10 Things you should know about College tax Savings Plan for?
College Tax Savings Plan Let’s face it. College and education, in general, are getting expensive. This means that saving for your children’s future can be a daunting task. It is only natural that one looks for as much help as possible.
Should you look at investing in a 529 college savings plan? American parents who have kids, save on an average $18,135 for college. And about 30% of these savings go into a college savings plan. While the average savings in the plan was $2,280 in 2016, it has nearly doubled to $5,441.
General savings account for another 22% for college-related funds. While 14% are investment related savings. More parents are opting to invest in a college savings plan and here are some important facts that you should be aware of.
- Anyone can open a 529 college savings plan and invest in one of the instruments.
- Though people usually associate a 529 plan with college tuition, it does much more than that.
- Amendments to the tax laws recently, allow individuals to withdraw up to $10,000 from a 529 for the purpose of K-12 tuition expenses.
- The plan is not limited only for kids or teenagers. You can open an account and start saving for graduation or higher studies.
- A single tax filer can contribute as much as $15,000 for a year as tax-free in a 529 plan. For married couples filing jointly, the amount is $30,000.
- You also have the option to contribute $75,000 into a 529 plan up front for 5 years. For married couples filing jointly, the amount is $150,000.
- 529 plan is similar to mutual funds in some ways, as you have the option to purchase them on your own or take the help of a financial advisor.
- You can buy a 529 plan depending on the age of your kid, however, you should also look at the past returns and volatility. Some plans can be very aggressive for you, while others can be quite conservative.
- Before you start saving into a 529 plan, it is essential to go through all the terms and conditions. You should be aware of the plan’s ins and outs along with any limits that the provider imposes.
- Another crucial aspect that you should not miss at any cost is the enrolment fees of the plan along with any annual fees.
Since there are different 529 plans that you can choose from, it is important to delve into the details. Try to look for a plan that offers state-level tax breaks. You should also look at the expense ratio of the plan. A higher ratio would eat into your profits.

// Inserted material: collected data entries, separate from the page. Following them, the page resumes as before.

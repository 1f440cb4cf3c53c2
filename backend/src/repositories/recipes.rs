//! Recipe repository
//!
//! Detail reads embed the join rows and ingredient names in one request:
//! `recipe_ingredients(id,amount,unit,notes,ingredient:ingredients(name))`.

use crate::baas::{BaasError, Fetched, RestClient};
use chrono::{DateTime, Utc};
use healthymeal_shared::models::Difficulty;
use healthymeal_shared::types::RecipeListQuery;
use serde::{Deserialize, Serialize};
use serde_json::json;
use uuid::Uuid;

const TABLE: &str = "recipes";
const LIST_COLUMNS: &str =
    "id,title,description,cooking_time,difficulty,calories,created_at";
const ROW_COLUMNS: &str = "id,user_id,title,description,instructions,cooking_time,difficulty,\
calories,protein,carbs,fat,version,is_active,created_at,updated_at";
const DETAIL_COLUMNS: &str = "id,user_id,title,description,instructions,cooking_time,difficulty,\
calories,protein,carbs,fat,version,is_active,created_at,updated_at,\
recipe_ingredients(id,amount,unit,notes,ingredient:ingredients(name))";

/// Row shown in recipe lists
#[derive(Debug, Clone, Deserialize)]
pub struct RecipeSummaryRecord {
    pub id: Uuid,
    pub title: String,
    pub description: Option<String>,
    pub cooking_time: Option<i32>,
    pub difficulty: Option<Difficulty>,
    pub calories: Option<f64>,
    pub created_at: Option<DateTime<Utc>>,
}

/// Full recipe row
#[derive(Debug, Clone, Deserialize)]
pub struct RecipeRecord {
    pub id: Uuid,
    pub user_id: Uuid,
    pub title: String,
    pub description: Option<String>,
    #[serde(default)]
    pub instructions: String,
    pub cooking_time: Option<i32>,
    pub difficulty: Option<Difficulty>,
    pub calories: Option<f64>,
    pub protein: Option<f64>,
    pub carbs: Option<f64>,
    pub fat: Option<f64>,
    pub version: Option<i32>,
    #[serde(default)]
    pub is_active: bool,
    pub created_at: Option<DateTime<Utc>>,
    pub updated_at: Option<DateTime<Utc>>,
}

#[derive(Debug, Clone, Deserialize)]
pub struct EmbeddedIngredientName {
    pub name: String,
}

/// Join row as embedded in a recipe detail read
#[derive(Debug, Clone, Deserialize)]
pub struct EmbeddedRecipeIngredient {
    pub id: Uuid,
    pub amount: f64,
    pub unit: String,
    pub notes: Option<String>,
    pub ingredient: Option<EmbeddedIngredientName>,
}

/// Recipe with its ingredients
#[derive(Debug, Clone, Deserialize)]
pub struct RecipeDetailRecord {
    #[serde(flatten)]
    pub recipe: RecipeRecord,
    #[serde(default)]
    pub recipe_ingredients: Vec<EmbeddedRecipeIngredient>,
}

/// Input for creating a recipe
#[derive(Debug, Clone, Serialize)]
pub struct CreateRecipe {
    pub user_id: Uuid,
    pub title: String,
    pub description: Option<String>,
    pub instructions: String,
    pub cooking_time: Option<i32>,
    pub difficulty: Option<Difficulty>,
    pub calories: Option<f64>,
    pub protein: Option<f64>,
    pub carbs: Option<f64>,
    pub fat: Option<f64>,
    pub version: i32,
    pub is_active: bool,
    pub created_at: DateTime<Utc>,
    pub updated_at: DateTime<Utc>,
}

/// Columns to change; unset fields are left alone
#[derive(Debug, Clone, Default, Serialize)]
pub struct RecipePatch {
    #[serde(skip_serializing_if = "Option::is_none")]
    pub title: Option<String>,
    #[serde(skip_serializing_if = "Option::is_none")]
    pub description: Option<String>,
    #[serde(skip_serializing_if = "Option::is_none")]
    pub instructions: Option<String>,
    #[serde(skip_serializing_if = "Option::is_none")]
    pub cooking_time: Option<i32>,
    #[serde(skip_serializing_if = "Option::is_none")]
    pub difficulty: Option<Difficulty>,
    #[serde(skip_serializing_if = "Option::is_none")]
    pub calories: Option<f64>,
    #[serde(skip_serializing_if = "Option::is_none")]
    pub protein: Option<f64>,
    #[serde(skip_serializing_if = "Option::is_none")]
    pub carbs: Option<f64>,
    #[serde(skip_serializing_if = "Option::is_none")]
    pub fat: Option<f64>,
    pub version: i32,
    pub updated_at: DateTime<Utc>,
}

#[derive(Debug, Deserialize)]
struct IdRow {
    id: Uuid,
}

#[derive(Debug, Deserialize)]
struct CreatedAtRow {
    created_at: DateTime<Utc>,
}

/// Recipe repository for BaaS operations
pub struct RecipeRepository;

impl RecipeRepository {
    /// One page of the user's active recipes, with the total count
    pub async fn list_page(
        db: &RestClient,
        user_id: Uuid,
        query: &RecipeListQuery,
    ) -> Result<Fetched<RecipeSummaryRecord>, BaasError> {
        let offset = query.offset();
        db.from(TABLE)
            .select(LIST_COLUMNS)
            .eq("user_id", user_id)
            .eq("is_active", true)
            .order(query.sort.column(), query.order.is_ascending())
            .range(offset, offset + query.limit as u64 - 1)
            .count_exact()
            .fetch()
            .await
    }

    /// Active recipe owned by `user_id`
    pub async fn find_by_id(
        db: &RestClient,
        user_id: Uuid,
        id: Uuid,
    ) -> Result<Option<RecipeRecord>, BaasError> {
        db.from(TABLE)
            .select(ROW_COLUMNS)
            .eq("id", id)
            .eq("user_id", user_id)
            .eq("is_active", true)
            .fetch_optional()
            .await
    }

    /// Active recipe with embedded ingredients
    pub async fn find_detail(
        db: &RestClient,
        user_id: Uuid,
        id: Uuid,
    ) -> Result<Option<RecipeDetailRecord>, BaasError> {
        db.from(TABLE)
            .select(DETAIL_COLUMNS)
            .eq("id", id)
            .eq("user_id", user_id)
            .eq("is_active", true)
            .fetch_optional()
            .await
    }

    pub async fn create(db: &RestClient, input: &CreateRecipe) -> Result<RecipeRecord, BaasError> {
        db.from(TABLE).select(ROW_COLUMNS).insert_one(input).await
    }

    pub async fn update(
        db: &RestClient,
        user_id: Uuid,
        id: Uuid,
        patch: &RecipePatch,
    ) -> Result<Option<RecipeRecord>, BaasError> {
        let rows: Vec<RecipeRecord> = db
            .from(TABLE)
            .select(ROW_COLUMNS)
            .eq("id", id)
            .eq("user_id", user_id)
            .eq("is_active", true)
            .update(patch)
            .await?;
        Ok(rows.into_iter().next())
    }

    /// Soft delete; returns false when nothing matched
    pub async fn deactivate(db: &RestClient, user_id: Uuid, id: Uuid) -> Result<bool, BaasError> {
        let rows: Vec<IdRow> = db
            .from(TABLE)
            .select("id")
            .eq("id", id)
            .eq("user_id", user_id)
            .eq("is_active", true)
            .update(&json!({ "is_active": false, "updated_at": Utc::now() }))
            .await?;
        Ok(!rows.is_empty())
    }

    /// Hard delete, used to undo a failed multi-step write
    pub async fn delete(db: &RestClient, user_id: Uuid, id: Uuid) -> Result<(), BaasError> {
        db.from(TABLE)
            .eq("id", id)
            .eq("user_id", user_id)
            .delete()
            .await
    }

    pub async fn active_ids(db: &RestClient, user_id: Uuid) -> Result<Vec<Uuid>, BaasError> {
        let fetched: Fetched<IdRow> = db
            .from(TABLE)
            .select("id")
            .eq("user_id", user_id)
            .eq("is_active", true)
            .fetch()
            .await?;
        Ok(fetched.rows.into_iter().map(|r| r.id).collect())
    }

    /// Creation time of the user's earliest active recipe
    pub async fn first_created_at(
        db: &RestClient,
        user_id: Uuid,
    ) -> Result<Option<DateTime<Utc>>, BaasError> {
        let row: Option<CreatedAtRow> = db
            .from(TABLE)
            .select("created_at")
            .eq("user_id", user_id)
            .eq("is_active", true)
            .order("created_at", true)
            .fetch_optional()
            .await?;
        Ok(row.map(|r| r.created_at))
    }

    /// Most recently created active recipes
    pub async fn recent(
        db: &RestClient,
        user_id: Uuid,
        limit: u64,
    ) -> Result<Vec<RecipeSummaryRecord>, BaasError> {
        let fetched = db
            .from(TABLE)
            .select(LIST_COLUMNS)
            .eq("user_id", user_id)
            .eq("is_active", true)
            .order("created_at", false)
            .limit(limit)
            .fetch()
            .await?;
        Ok(fetched.rows)
    }
}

There are some cases where your kids might not need to use the 529 plan. What happens to the fund in such cases? Well, you can always transfer the fund to someone in the family. If that is also not possible, you can withdraw the fund yourself. But keep in mind, that you will have to pay a 10% penalty for not using it for educational purposes.
A fundamental of any investment is the minor fluctuation with the market. And 529 plans aren’t immune to that. Thus, it is important that you look into the assets that a fund is investing it.
If you have a short term in your hands, take four or five years for an example, and you invest it entirely in stocks, that might be a bad idea. A big swing in the market can nullify your funds. Thus, take the duration and risk appetite into consideration before investing.